C. Invalidity of the ’414 Patent:
On cross-appeal, UCB asked court to reverse the district court’s invalidation of the asserted ’414 patent claims due to prior public use under § 102(a) because the record evidence allegedly did not support the district court’s inferences as to how UCB’s Form II invention was in actual use before the correct invention date. The district court reasonably found that a patient in the United States used Neupro patches that contained Form II rotigotine before November 28, 2007—the ’414 patent’s filing date—and that therefore, the ’414 patent claims were invalid under § 102(a). In November 2007, one female patient patient purchased Neupro patches that were from lot 47808—one of the lots later discovered to have contained Form II rotigotine.
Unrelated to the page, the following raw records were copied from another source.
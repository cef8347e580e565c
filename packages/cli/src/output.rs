//! Writing bundles to disk and printing summaries.

use std::path::{Path, PathBuf};

use hexmap_aggregate::export::{SINGLE_FILE_NAME, bundle_collection, grouped_collections};
use hexmap_aggregate_models::{Bundle, ExportSizes, GroupBy};

/// Writes `bundle` as `GeoJSON`.
///
/// With [`GroupBy::None`], `output` is the file to write (or a directory,
/// in which case `hexbins.geojson` is written inside it). With
/// [`GroupBy::Bin`], `output` is a directory that receives one file per
/// non-empty bin. Returns the paths written.
///
/// # Errors
///
/// Returns an error if serialization or any write fails.
pub fn write_bundle(
    bundle: &Bundle,
    output: &Path,
    group_by: GroupBy,
) -> Result<Vec<PathBuf>, Box<dyn std::error::Error>> {
    match group_by {
        GroupBy::None => {
            let path = if output.is_dir() {
                output.join(SINGLE_FILE_NAME)
            } else {
                if let Some(parent) = output.parent().filter(|p| !p.as_os_str().is_empty()) {
                    std::fs::create_dir_all(parent)?;
                }
                output.to_path_buf()
            };
            let collection = bundle_collection(bundle)?;
            std::fs::write(&path, serde_json::to_vec(&collection)?)?;
            log::info!("Wrote {} features to {}", bundle.features.len(), path.display());
            Ok(vec![path])
        }
        GroupBy::Bin => {
            std::fs::create_dir_all(output)?;
            let mut written = Vec::new();
            for (bin, file_name, collection) in
                grouped_collections(&bundle.features, &bundle.bins, &bundle.metadata)?
            {
                let path = output.join(file_name);
                std::fs::write(&path, serde_json::to_vec(&collection)?)?;
                log::info!(
                    "Wrote {} features for bin {} to {}",
                    collection.features.len(),
                    bin.label,
                    path.display()
                );
                written.push(path);
            }
            Ok(written)
        }
    }
}

/// Prints the binned distribution with each bin's color.
pub fn print_distribution(bundle: &Bundle) {
    println!(
        "{} points in region, {} hexagons at resolution {}",
        bundle.metadata.total_points_out, bundle.metadata.cell_count, bundle.metadata.resolution
    );
    println!();
    println!("{:<16} {:>10}  COLOR", "BIN", "HEXAGONS");
    println!("{}", "-".repeat(36));
    for bucket in &bundle.histograms.binned {
        let color = bundle
            .color_for(&bucket.label)
            .map_or_else(String::new, |c| c.to_string());
        println!("{:<16} {:>10}  {color}", bucket.label, bucket.hexagon_count);
    }
}

/// Prints export size estimates.
pub fn print_sizes(sizes: &ExportSizes) {
    println!("Single file ({SINGLE_FILE_NAME}): {}", format_bytes(sizes.single_file_bytes));
    if !sizes.per_group_bytes.is_empty() {
        println!();
        println!("{:<40} {:>12}", "FILE", "SIZE");
        println!("{}", "-".repeat(53));
        for group in &sizes.per_group_bytes {
            println!("{:<40} {:>12}", group.file_name, format_bytes(group.bytes));
        }
    }
    println!();
    println!(
        "Archive (grouped by {}): {}",
        sizes.group_by,
        format_bytes(sizes.total_archive_bytes)
    );
}

#[allow(clippy::cast_precision_loss)]
fn format_bytes(bytes: u64) -> String {
    const KIB: f64 = 1024.0;
    const MIB: f64 = KIB * 1024.0;

    let b = bytes as f64;
    if b >= MIB {
        format!("{:.1} MB", b / MIB)
    } else if b >= KIB {
        format!("{:.1} KB", b / KIB)
    } else {
        format!("{bytes} B")
    }
}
While using these lot 47808 patches, the patient began “clearly back-sliding, experiencing previous [Parkinson’s] symptoms of losing mobility, shaking and freezing.” The patient experienced the adverse event two days after the priority date of the ’414 patent, but she had been using the patches for “one week,” necessarily implying that she was using the patches before the ’414 patent’s priority date of November 28, 2007. Federal Ciruit rejected UCB’s arguments & said that there is plenty of evidence that most, if not all, of the patches in lot 47808 contained crystals, and that those crystals contained Form II. There is also evidence that the patient, who reported backsliding only after one week of using lot 47808 patches and who reported improvement (even if short-lived) when a new set of patches was used thereafter, used patches with Form II and that her symptoms matched up with use of Form II. Therefore court fond no clear error in the district court’s finding that Actavis presented clear and convincing evidence of public use before the date of invention under § 102(a). Thus it affirmed the district court’s invalidation of the asserted ’414 patent claims.
In conclusion, Federal Circuit affirmed the district court’s judgment of infringement and validity of the asserted ’434 patent claims, as well as invalidity of the asserted ’414 patent claims.